■ PROBLEM TO WORK ON
Filter these entries down to lines holding "refitting".

+++++

//! Several independent datasets, advanced in lock-step rounds.

use log::info;

use crate::error::Result;
use crate::fit::{FitEngine, FitResult};

use super::{record_failure, reload, DataSource, Decision, Presenter, WorkUnit};

/// Per-unit history of a multi-dataset run.
#[derive(Debug)]
pub struct MultiEntry {
    pub display_name: String,
    /// One outcome per round the unit took part in.
    pub history: Vec<Result<FitResult>>,
}

impl MultiEntry {
    /// Outcome of the unit's final round.
    pub fn last(&self) -> Option<&Result<FitResult>> {
        self.history.last()
    }

    pub fn failures(&self) -> usize {
        self.history.iter().filter(|outcome| outcome.is_err()).count()
    }
}

/// Outcome of [`run_multi`], with entries in submission order.
#[derive(Debug)]
pub struct MultiReport {
    pub rounds: usize,
    pub entries: Vec<MultiEntry>,
}

impl MultiReport {
    pub fn failures(&self) -> usize {
        self.entries.iter().map(MultiEntry::failures).sum()
    }
}

/// Fit every unit, then keep reloading and refitting the units for which
/// `decide` returns [`Decision::Continue`], one round at a time, until none
/// is left.
///
/// A failed fit is recorded and presented like a result; the caller decides
/// whether that unit continues. A failed reload is recorded and ends that
/// unit's participation. No failure reaches sibling units.
pub fn run_multi<F>(
    engine: &FitEngine,
    units: Vec<WorkUnit>,
    source: &dyn DataSource,
    presenter: &mut dyn Presenter,
    mut decide: F,
) -> MultiReport
where
    F: FnMut(&str, &Result<FitResult>) -> Decision,
{
    let mut entries: Vec<MultiEntry> = units
        .iter()
        .map(|unit| MultiEntry {
            display_name: unit.display_name.clone(),
            history: Vec::new(),
        })
        .collect();
    let mut units: Vec<(WorkUnit, bool)> = units.into_iter().map(|unit| (unit, true)).collect();
    let mut rounds = 0;

    while units.iter().any(|(_, active)| *active) {
        rounds += 1;
        info!(
            "round {}: {} of {} dataset(s) active",
            rounds,
            units.iter().filter(|(_, active)| *active).count(),
            units.len()
        );

        for ((unit, active), entry) in units.iter_mut().zip(entries.iter_mut()) {
            if !*active {
                continue;
            }

            if rounds > 1 {
                match reload(source, &unit.dataset) {
                    Ok(fresh) => unit.dataset = fresh,
                    Err(e) => {
                        record_failure(&unit.display_name, &e);
                        let outcome = Err(e);
                        presenter.present(&unit.display_name, &outcome);
                        entry.history.push(outcome);
                        *active = false;
                        continue;
                    }
                }
            }

            let outcome = engine.fit(&unit.dataset, &unit.spec);
            if let Err(e) = &outcome {
                record_failure(&unit.display_name, e);
            }
            presenter.present(&unit.display_name, &outcome);
            *active = decide(&unit.display_name, &outcome) == Decision::Continue;
            entry.history.push(outcome);
        }
    }

    MultiReport { rounds, entries }
}
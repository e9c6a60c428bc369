//! Single dataset, single model, optional reload loop.

use log::{debug, info};

use crate::dataset::Dataset;
use crate::error::Result;
use crate::fit::{FitEngine, FitResult};

use super::{reload, DataSource, Decision, Presenter, WorkUnit};

/// States of the fit → present → reload loop.
#[derive(Debug)]
pub enum LoopState {
    Fitting(Dataset),
    Presenting(Dataset, Result<FitResult>),
    Reloading(Dataset),
    Finished(FitResult),
}

/// Outcome of a completed loop.
#[derive(Debug, Clone)]
pub struct LoopReport {
    /// Number of fits performed.
    pub rounds: usize,
    /// Result of the final round.
    pub last: FitResult,
}

/// Fit `unit`, present the result and keep reloading and refitting while
/// `decide` returns [`Decision::Continue`].
///
/// Failures are presented and then returned: a failed fit or reload ends the
/// loop.
pub fn run_single<F>(
    engine: &FitEngine,
    unit: WorkUnit,
    source: &dyn DataSource,
    presenter: &mut dyn Presenter,
    mut decide: F,
) -> Result<LoopReport>
where
    F: FnMut(&FitResult) -> Decision,
{
    let WorkUnit {
        dataset,
        spec,
        display_name,
    } = unit;
    let mut rounds = 0;
    let mut state = LoopState::Fitting(dataset);

    loop {
        state = match state {
            LoopState::Fitting(dataset) => {
                rounds += 1;
                debug!("'{}' round {}: fitting", display_name, rounds);
                let outcome = engine.fit(&dataset, &spec);
                LoopState::Presenting(dataset, outcome)
            }
            LoopState::Presenting(dataset, outcome) => {
                presenter.present(&display_name, &outcome);
                let result = outcome?;
                match decide(&result) {
                    Decision::Continue => LoopState::Reloading(dataset),
                    Decision::Stop => LoopState::Finished(result),
                }
            }
            LoopState::Reloading(dataset) => {
                info!("'{}': reloading '{}'", display_name, dataset.name);
                match reload(source, &dataset) {
                    Ok(fresh) => LoopState::Fitting(fresh),
                    Err(e) => {
                        let failure: Result<FitResult> = Err(e);
                        presenter.present(&display_name, &failure);
                        return failure.map(|last| LoopReport { rounds, last });
                    }
                }
            }
            LoopState::Finished(last) => {
                info!("'{}' finished after {} round(s)", display_name, rounds);
                return Ok(LoopReport { rounds, last });
            }
        };
    }
}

+++++

■ WRITTEN SOLUTION
/// Fit every unit, then keep reloading and refitting the units for which
/// Fit `unit`, present the result and keep reloading and refitting while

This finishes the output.